Si tratta di un atteggiamento inaccettabile, che talvolta il giudice amministrativo esplicita, e che non tiene conto del fatto che la moderna concezione dell’interesse legittimo comprende in sé l’esistenza di una connessa posizione di diritto soggettivo ai fini risarcitori.
Soltanto l’attivazione di questa possibilità può spingere l’amministrazione pubblica a comportarsi correttamente, cosicché la condanna al risarcimento può svolgere una funzione educativa, come è stato più volte ricordato.
Viceversa, l’assenza di questa condanna legittima un atteggiamento neghittoso della p.a., che non si vede esposta a rischi di nessun genere, nemmeno a livello personale in capo agli amministratori o dirigenti. Da questo punto di vista l’impostazione del giudice amministrativo deve cambiare radicalmente: anche la condanna indennitaria prevista per il ritardo dall’art. 2 bis della legge n. 241 del 1990 non ha avuto nessun successo, come è dimostrato dal fatto che quei rari casi che si individuano nella giurisprudenza sono di rigetto. Viceversa, questo tipo di possibilità dovrebbe essere esplorata con maggior disinvoltura dal giudice amministrativo poiché consente l’applicazione di un’indennità di contenuto sostanzialmente modesto ma significativa della indicazione del dovere di provvedere (e non vi è nessun ostacolo a interpretare la disposizione che ha introdotto questa ipotesi come tutt’ora vigente).

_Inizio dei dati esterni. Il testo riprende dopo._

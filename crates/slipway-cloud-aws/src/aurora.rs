//! Aurora cluster lifecycle workflows
//!
//! High-level delete/restore/endpoint operations composed from the
//! [`RdsCli`] wrapper. These mirror the classic snapshot-free staging
//! workflow: tear a cluster down instance-first, or rebuild one from a
//! production cluster at a point in time.

use crate::cli::RdsCli;
use crate::error::{AwsError, Result};
use std::time::Duration;
use tokio::time::sleep;
use tracing::info;

/// Instance class used for restored clusters unless overridden.
pub const DEFAULT_INSTANCE_CLASS: &str = "db.r4.large";

/// Engine for restored cluster instances.
const RESTORE_ENGINE: &str = "aurora-postgresql";

/// Cadence for "is it gone / is it ready yet" polls.
const WAIT_INTERVAL: Duration = Duration::from_secs(15);

/// Upper bound on availability polls for a freshly created instance.
/// Restores of large clusters routinely take the better part of an
/// hour.
const MAX_WAIT_ATTEMPTS: u32 = 180;

/// Parameters for restoring a cluster to a point in time.
#[derive(Debug, Clone)]
pub struct RestoreSpec {
    /// Cluster to restore from.
    pub source_cluster: String,
    /// Name for the restored cluster.
    pub new_cluster: String,
    /// Security group for the restored cluster.
    pub security_group: String,
    /// DB subnet group for the restored cluster.
    pub subnet_group: String,
    /// Cluster parameter group for the restored cluster.
    pub parameter_group: String,
    /// Point in time the restored cluster is created from.
    pub restore_time: String,
    /// Instance class for the restored cluster's primary instance.
    pub instance_class: String,
}

/// Aurora cluster lifecycle operations for one region.
pub struct AuroraLifecycle {
    cli: RdsCli,
    wait_interval: Duration,
    max_wait_attempts: u32,
}

impl AuroraLifecycle {
    pub fn new(region: impl Into<String>) -> Self {
        Self {
            cli: RdsCli::new(region),
            wait_interval: WAIT_INTERVAL,
            max_wait_attempts: MAX_WAIT_ATTEMPTS,
        }
    }

    pub fn with_wait_interval(mut self, interval: Duration) -> Self {
        self.wait_interval = interval;
        self
    }

    /// Check that the aws CLI is installed before starting a workflow.
    pub async fn check_cli(&self) -> Result<()> {
        self.cli.check_cli().await
    }

    /// Look up a cluster's endpoint.
    pub async fn endpoint(&self, cluster_name: &str) -> Result<String> {
        let cluster = self
            .cli
            .describe_cluster(cluster_name)
            .await?
            .ok_or_else(|| AwsError::ClusterNotFound(cluster_name.to_string()))?;

        cluster
            .endpoint
            .ok_or_else(|| AwsError::EndpointMissing(cluster_name.to_string()))
    }

    /// Delete a cluster and all of its instances.
    ///
    /// Instances are deleted first (the API refuses to drop a cluster
    /// with members), each waited out, then the cluster itself is
    /// deleted and polled until it no longer exists. A cluster that is
    /// already gone is success.
    pub async fn delete_cluster(&self, cluster_name: &str) -> Result<()> {
        info!(cluster = %cluster_name, "Deleting database cluster");

        let Some(cluster) = self.cli.describe_cluster(cluster_name).await? else {
            info!(cluster = %cluster_name, "Cluster not found, nothing to delete");
            return Ok(());
        };

        if !cluster.members.is_empty() {
            info!(
                cluster = %cluster_name,
                instances = cluster.members.len(),
                "Deleting cluster instance(s) first"
            );
        }

        for member in &cluster.members {
            self.cli.delete_instance(&member.instance_id).await?;
            info!(instance = %member.instance_id, "Waiting for instance to be deleted");
            self.wait_instance_deleted(&member.instance_id).await?;
        }

        if !cluster.members.is_empty() {
            info!(cluster = %cluster_name, "All instance(s) deleted, now deleting cluster");
        }

        self.cli.delete_cluster(cluster_name).await?;

        while self.cli.describe_cluster(cluster_name).await?.is_some() {
            info!(cluster = %cluster_name, "Waiting for cluster deletion");
            sleep(self.wait_interval).await;
        }

        info!(cluster = %cluster_name, "Cluster deleted");
        Ok(())
    }

    /// Restore a cluster to a point in time, replacing any existing
    /// cluster with the target name, and bring up its primary instance.
    pub async fn restore_cluster(&self, spec: &RestoreSpec) -> Result<()> {
        // The target name must be free before the restore can start.
        info!(cluster = %spec.new_cluster, "Deleting existing cluster if it exists");
        self.delete_cluster(&spec.new_cluster).await?;

        info!(
            cluster = %spec.new_cluster,
            source = %spec.source_cluster,
            restore_time = %spec.restore_time,
            "Creating new cluster"
        );
        self.cli
            .restore_cluster_to_point_in_time(
                &spec.source_cluster,
                &spec.new_cluster,
                &spec.restore_time,
                &spec.subnet_group,
                &spec.security_group,
                &spec.parameter_group,
            )
            .await?;

        let instance_id = format!("{}-primary", spec.new_cluster);
        info!(instance = %instance_id, "Creating instance within cluster");
        self.cli
            .create_instance(
                &spec.new_cluster,
                &instance_id,
                RESTORE_ENGINE,
                &spec.instance_class,
            )
            .await?;

        info!(instance = %instance_id, "Waiting for instance to be available");
        self.wait_instance_available(&instance_id).await?;

        info!(cluster = %spec.new_cluster, "Restore complete");
        Ok(())
    }

    async fn wait_instance_deleted(&self, instance_id: &str) -> Result<()> {
        for _ in 0..self.max_wait_attempts {
            if self.cli.describe_instance(instance_id).await?.is_none() {
                return Ok(());
            }
            sleep(self.wait_interval).await;
        }

        Err(AwsError::WaitTimeout {
            resource: instance_id.to_string(),
            state: "deleted".to_string(),
        })
    }

    async fn wait_instance_available(&self, instance_id: &str) -> Result<()> {
        for _ in 0..self.max_wait_attempts {
            if let Some(instance) = self.cli.describe_instance(instance_id).await? {
                if instance.is_available() {
                    return Ok(());
                }
            }
            sleep(self.wait_interval).await;
        }

        Err(AwsError::WaitTimeout {
            resource: instance_id.to_string(),
            state: "available".to_string(),
        })
    }
}

#[cfg(test)]
mod tests {
    use super::*;

    #[test]
    fn test_restore_spec_defaults() {
        let spec = RestoreSpec {
            source_cluster: "prod-db".to_string(),
            new_cluster: "staging-db".to_string(),
            security_group: "sg-123".to_string(),
            subnet_group: "private-db".to_string(),
            parameter_group: "aurora-pg11".to_string(),
            restore_time: "2024-03-01T00:00:00Z".to_string(),
            instance_class: DEFAULT_INSTANCE_CLASS.to_string(),
        };
        assert_eq!(spec.instance_class, "db.r4.large");
    }
}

5. I rapporti con il giudice ordinario. – Se il giudice amministrativo è per certi aspetti timoroso nei confronti della pubblica amministrazione, non è più audace il comportamento del giudice ordinario[14]. Basta considerare che il giudice ordinario non utilizza mai nei confronti della pubblica amministrazione i poteri estremamente incisivi, anche costitutivi, che gli sono attribuiti in materia di controversie di lavoro, riconoscendo alla pubblica amministrazione dei poteri discrezionali insindacabili e incoercibili come se l’amministrazione pubblica fosse un datore di lavoro privato e perciò dilatando a dismisura la libertà organizzatrice dell’imprenditore pubblico, con una drastica riduzione di tutela rispetto a quella che era accordata dal giudice amministrativo[15].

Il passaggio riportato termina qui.